Since the basic value-chain cluster definition was derived from I/O trading behavior within U.S. industrial value-chain clusters of North Carolina, we selected its largest region. The ‘Carolinas’ region is so-named because it borders and influences heavily its South Carolina neighbor; it is home to several small cities and the city of Charlotte, North Carolina’s largest city, which is now one of the nation’s largest financial centers, although the regional economy was historically based upon apparel, textiles and furniture production, and still reveals strong concentrations in these clusters. The other region is Upper Austria, home to many small cities and the Danube-straddling city of Linz, one of the country’s inter-war centers of heavy industry and manufacturing, although furniture, textiles, ceramics and other industry clusters are also present in the region.

Choice of these regions has two implications that require immediate comment. First is data availability. The single consistent measure of sectoral activity available in both regions is employment, although not for consistent periods. This is less a problem for our attempt to illustrate restructuring than it first appears, since the 1981-91 period for Austria captures quite well a significant period in which the country steadily shed its state-sectors, opened more of its industries to privatization and global trade, and began large cross-border investments permitted by the 1989 opening of the east. This decade included dramatic adjustments in the industrial reorganization of production and the internationalization of investment.

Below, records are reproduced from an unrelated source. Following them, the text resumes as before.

use std::path::PathBuf;

use thiserror::Error;

use crate::{
    action::{Action, Bound},
    bindings::{parse_key_binding, BindError, Key, KeyBinding, KeyMode, ModMask, MOD_4, MOD_SHIFT},
    keysym::Keysym,
    memory::WorkspaceMemory,
    monitor::Layout,
    rules::Rule,
    tag::{NUM_TAGS, TAGMASK},
};

#[derive(Error, Debug)]
pub enum ConfigError {
    #[error("no fonts defined")]
    NoFonts,
    #[error("no layouts defined")]
    NoLayouts,
    #[error("expected {} tag names, found {0}", NUM_TAGS)]
    TagCount(usize),
    #[error("rule {index} uses tags {tags:#x} outside the tag mask")]
    RuleTags { index: usize, tags: u32 },
    #[error("legacy key {index} has no keysym")]
    LegacyKey { index: usize },
    #[error("bad binding '{key}': {source}")]
    Binding {
        key: String,
        #[source]
        source: BindError,
    },
}

/// A binding written the way users write them: `M-S-Return` plus an action
/// string such as `exec alacritty` or `focus_next`.
#[derive(Debug, Clone, PartialEq)]
pub struct BindingSpec {
    pub key: String,
    pub mode: KeyMode,
    pub action: String,
}

impl BindingSpec {
    pub fn new(key: &str, mode: KeyMode, action: &str) -> BindingSpec {
        BindingSpec {
            key: key.to_string(),
            mode,
            action: action.to_string(),
        }
    }

    pub fn compile(&self) -> Result<KeyBinding, ConfigError> {
        let err = |source| ConfigError::Binding {
            key: self.key.clone(),
            source,
        };
        let bound: Bound = self.action.parse().map_err(err)?;
        KeyBinding::parse(&self.key, self.mode, bound).map_err(err)
    }
}

/// The main user facing configuration details
#[derive(Debug, Clone)]
pub struct Config {
    /// Tag names, one per tag.
    pub tags: Vec<String>,
    /// Fonts for the (optional) bar. Must have at least one element.
    pub fonts: Vec<String>,
    /// The two layout slots a monitor toggles between.
    pub layouts: Vec<Layout>,
    /// The width of window borders in pixels
    pub border_width_px: u32,
    /// Focused border color
    pub focused_border_color: u32,
    /// Unfocused border color
    pub unfocused_border_color: u32,
    pub urgent_border_color: u32,
    /// Whether or not space should be reserved for a status bar
    pub show_bar: bool,
    /// True if the status bar should be at the top of the screen, false if it should be at the bottom
    pub top_bar: bool,
    /// Height of space reserved for status bars in pixels
    pub bar_height: u32,
    /// Honour size hints of tiled clients too, not just floating ones.
    pub resize_hints: bool,
    /// Keep focus on a fullscreen window when cycling.
    pub lock_fullscreen: bool,
    pub rules: Vec<Rule>,
    /// Static key table, active in normal mode behind the dynamic bindings.
    pub keys: Vec<Key>,
    /// Bindings registered with the keybinding engine at startup.
    pub bindings: Vec<BindingSpec>,
    /// Key that takes any mode back to normal. Grabbed in every mode.
    pub mode_reset_key: String,
    /// Play tones and speak announcements through `play` and `spd-say`.
    pub audio_feedback: bool,
    /// Where the workspace memory lives; `None` disables persistence.
    pub memory_path: Option<PathBuf>,
}

// Latin-1 keysyms are their character codes.
fn key(mods: ModMask, c: char, action: Action) -> Key {
    Key::new(mods, c as Keysym, action)
}

fn default_keys() -> Vec<Key> {
    let mut keys = vec![
        key(MOD_4, 'j', Action::FocusPrevious),
        key(MOD_4, 'l', Action::FocusNext),
        key(MOD_4, 'k', Action::CloseWindow),
    ];
    for n in 1..=NUM_TAGS {
        let digit = '0' as Keysym + n;
        keys.push(Key::new(MOD_4, digit, Action::ViewTag(n)));
        keys.push(Key::new(MOD_4 | MOD_SHIFT, digit, Action::MoveToTag(n)));
    }
    keys.push(key(MOD_4 | MOD_SHIFT, 'q', Action::Quit));
    keys
}

fn default_bindings() -> Vec<BindingSpec> {
    use KeyMode::*;

    let mut b = vec![
        BindingSpec::new("M-Escape", Normal, "none"),
        BindingSpec::new("M-Return", Normal, "exec alacritty"),
        BindingSpec::new("M-a", Normal, "exec ~/.local/bin/app-launcher"),
        BindingSpec::new("M-b", Normal, "exec ~/.local/bin/toggle-blackout"),
        BindingSpec::new("M-BackSpace", Normal, "exec ~/.local/bin/session-menu"),
        BindingSpec::new("M-c", Normal, "mode_command"),
        BindingSpec::new("M-w", Normal, "mode_window"),
        BindingSpec::new("M-t", Normal, "mode_tag"),
        BindingSpec::new("M-q", Command, "exec spd-say -r -40 \"Command: q is pressed\""),
        BindingSpec::new("M-w", Command, "exec spd-say -r -40 \"Command: w is pressed\""),
        BindingSpec::new("M-e", Command, "exec spd-say -r -40 \"Command: e is pressed\""),
        BindingSpec::new("M-h", Window, "focus_monitor_previous"),
        BindingSpec::new("M-l", Window, "focus_monitor_next"),
        BindingSpec::new("M-j", Window, "focus_previous"),
        BindingSpec::new("M-k", Window, "focus_next"),
        BindingSpec::new("M-S-h", Window, "send_to_monitor_previous"),
        BindingSpec::new("M-S-l", Window, "send_to_monitor_next"),
        BindingSpec::new("M-f", Window, "toggle_floating"),
        BindingSpec::new("M-m", Window, "layout_monocle"),
        BindingSpec::new("M-S-m", Window, "layout_floating"),
        BindingSpec::new("M-x", Window, "forget_window"),
        BindingSpec::new("M-q", Window, "close_window"),
        BindingSpec::new("M-Tab", Tag, "view_last"),
    ];
    for n in 1..=NUM_TAGS {
        b.push(BindingSpec::new(&format!("M-{}", n), Tag, &format!("view_tag_{}", n)));
        b.push(BindingSpec::new(&format!("M-S-{}", n), Tag, &format!("move_to_tag_{}", n)));
    }
    b
}

impl Default for Config {
    /// Initialise a default Config: a headless, all black setup driven by the
    /// keyboard and announced through speech.
    fn default() -> Config {
        Config {
            tags: (1..=NUM_TAGS).map(|n| n.to_string()).collect(),
            fonts: vec!["monospace:size=10".to_string()],
            layouts: vec![Layout::Monocle, Layout::Floating],
            border_width_px: 1,
            focused_border_color: 0x000000,
            unfocused_border_color: 0x000000,
            urgent_border_color: 0x000000,
            show_bar: false,
            top_bar: true,
            bar_height: 18,
            resize_hints: false,
            lock_fullscreen: true,
            rules: Vec::new(),
            keys: default_keys(),
            bindings: default_bindings(),
            mode_reset_key: "M-Escape".to_string(),
            audio_feedback: true,
            memory_path: WorkspaceMemory::default_path(),
        }
    }
}

impl Config {
    /// Check everything that would make the window manager unusable.
    pub fn validate(&self) -> Result<(), ConfigError> {
        if self.fonts.is_empty() {
            return Err(ConfigError::NoFonts);
        }
        if self.layouts.is_empty() {
            return Err(ConfigError::NoLayouts);
        }
        if self.tags.len() != NUM_TAGS as usize {
            return Err(ConfigError::TagCount(self.tags.len()));
        }
        if let Some((index, rule)) = self.rules.iter().enumerate().find(|(_, r)| r.tags & !TAGMASK != 0) {
            return Err(ConfigError::RuleTags {
                index,
                tags: rule.tags,
            });
        }
        if let Some(index) = self.keys.iter().position(|k| k.keysym == 0) {
            return Err(ConfigError::LegacyKey { index });
        }
        self.reset_key()?;
        self.compile_bindings().map(|_| ())
    }

    pub fn reset_key(&self) -> Result<(ModMask, Keysym), ConfigError> {
        parse_key_binding(&self.mode_reset_key).map_err(|source| ConfigError::Binding {
            key: self.mode_reset_key.clone(),
            source,
        })
    }

    pub fn compile_bindings(&self) -> Result<Vec<KeyBinding>, ConfigError> {
        self.bindings.iter().map(BindingSpec::compile).collect()
    }

    /// Both layout slots, repeating the first when only one is configured.
    pub fn layout_slots(&self) -> [Layout; 2] {
        let first = self.layouts.first().copied().unwrap_or(Layout::Monocle);
        [first, self.layouts.get(1).copied().unwrap_or(first)]
    }
}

For North Carolina, a more recent five year period from 1989-94 was possible to select, during which the economy began its post-recession (and post-restructuring) boom that has continued to propel many of its remaining core industries to new heights. This was also a period following which a substantial share of motor vehicle production had consolidated in the mid-South along its key transport corridors shared by North Carolina, including the recent BMW investments just inside South Carolina’s border. In 1994, about 60,000 of a total 400,000 manufacturing employees were counted in the Carolinas region’s vehicle manufacturing cluster, thereby accounting for some 15 percent of regional manufacturing employment. In contrast, about 58,000 worked during 1991 in the same cluster of Upper Austria, which comprised some 11 percent of its total regional employment (nearly 508,000).

The second implication is largely technical: cluster definitions and NC data are re-partitioned SIC sectors, which must be concorded to permit the use of sectoral data organized according to the Austrian industrial classification systems. As in North America, Europeans are now harmonizing their common industrial classification system among all continental trading partners, although an earlier Austrian classification system applies to information collected for these particular dates.

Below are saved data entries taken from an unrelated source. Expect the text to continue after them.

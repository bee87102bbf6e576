#[macro_use]
extern crate log;

use std::{env, fs::File, process};

use anyhow::{Context, Result};
use simplelog::{LevelFilter, SimpleLogger, WriteLogger};

use dina::{Config, ProcessSpawner, WindowManager, XcbConnection};

fn init_logging() -> Result<()> {
    let level = env::var("DINA_LOG")
        .ok()
        .and_then(|l| l.parse().ok())
        .unwrap_or(LevelFilter::Info);
    match env::var_os("DINA_LOG_FILE") {
        Some(path) => {
            let file = File::create(&path)
                .with_context(|| format!("cannot open log file {}", path.to_string_lossy()))?;
            WriteLogger::init(level, simplelog::Config::default(), file)?
        }
        None => SimpleLogger::init(level, simplelog::Config::default())?,
    }
    Ok(())
}

fn run() -> Result<()> {
    init_logging()?;

    let spawner = ProcessSpawner::new()?;
    let conn = XcbConnection::new()?;
    let mut wm = WindowManager::new(&conn, &spawner, Config::default())?;
    wm.setup()?;
    let result = wm.run();
    wm.cleanup();
    info!("dina exiting");
    result
}

fn main() {
    let mut args = env::args().skip(1);
    match (args.next(), args.next()) {
        (None, _) => {}
        (Some(flag), None) if flag == "-v" => {
            println!("dina-{}", env!("CARGO_PKG_VERSION"));
            return;
        }
        _ => {
            eprintln!("usage: dina [-v]");
            process::exit(1);
        }
    }

    if let Err(e) = run() {
        eprintln!("dina: {:#}", e);
        process::exit(1);
    }
}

As a consequence, a considerable amount of cross-coding from industrial concordances was necessary, and this resulted in a slightly lower overall resolution of industrial detail for our comparisons, simply because certain sectors lack one-to-one correspondence in both classifications. The full task of concordance revision undertaken here is onerous and will be unnecessary for future data classified according to ÖNACE, so only one familiar industrial value-chain cluster was selected with which to illustrate our templates: motor vehicles.

Upper Austria lost about 1 percent of its vehicle manufacturing cluster employment in the full 1981-91 decade, while the Carolinas region cluster gained at about 1 percent over the shorter, more recent half-decade period. While the Carolinas regional cluster expanded and Upper Austria contracted in roughly similar proportions, coefficients of sectoral variation within the motor vehicle clusters of both regions increased by some 10 percent, leaving the Carolinas region with slightly more sectoral variation (1.62 in ’94 vs. 1.34 in ’91).⁴

Cluster graphics are organized in this illustration by declining size of sectoral employment (see Exhibits 4.3 and 4.4). The largest sector of the Carolinas’ motor vehicle cluster is 3714 (motor vehicle parts and accessories), while the largest sector in Upper Austria is sector 3711 (motor vehicles and car bodies). As both regional templates indicate, the remaining sectors drop off dramatically in size and number, and large portions of the total cluster graphic of both regions are totally uninhabited. Sectoral representation of Upper Austria’s cluster might be somewhat affected by concordance artifacts that arose when translating two national industrial classification schemes, but it is far likelier that our depiction is generally accurate in both regions, particularly their depiction of heavy concentrations in very few sectors, a minor presence in several, and absence of many others.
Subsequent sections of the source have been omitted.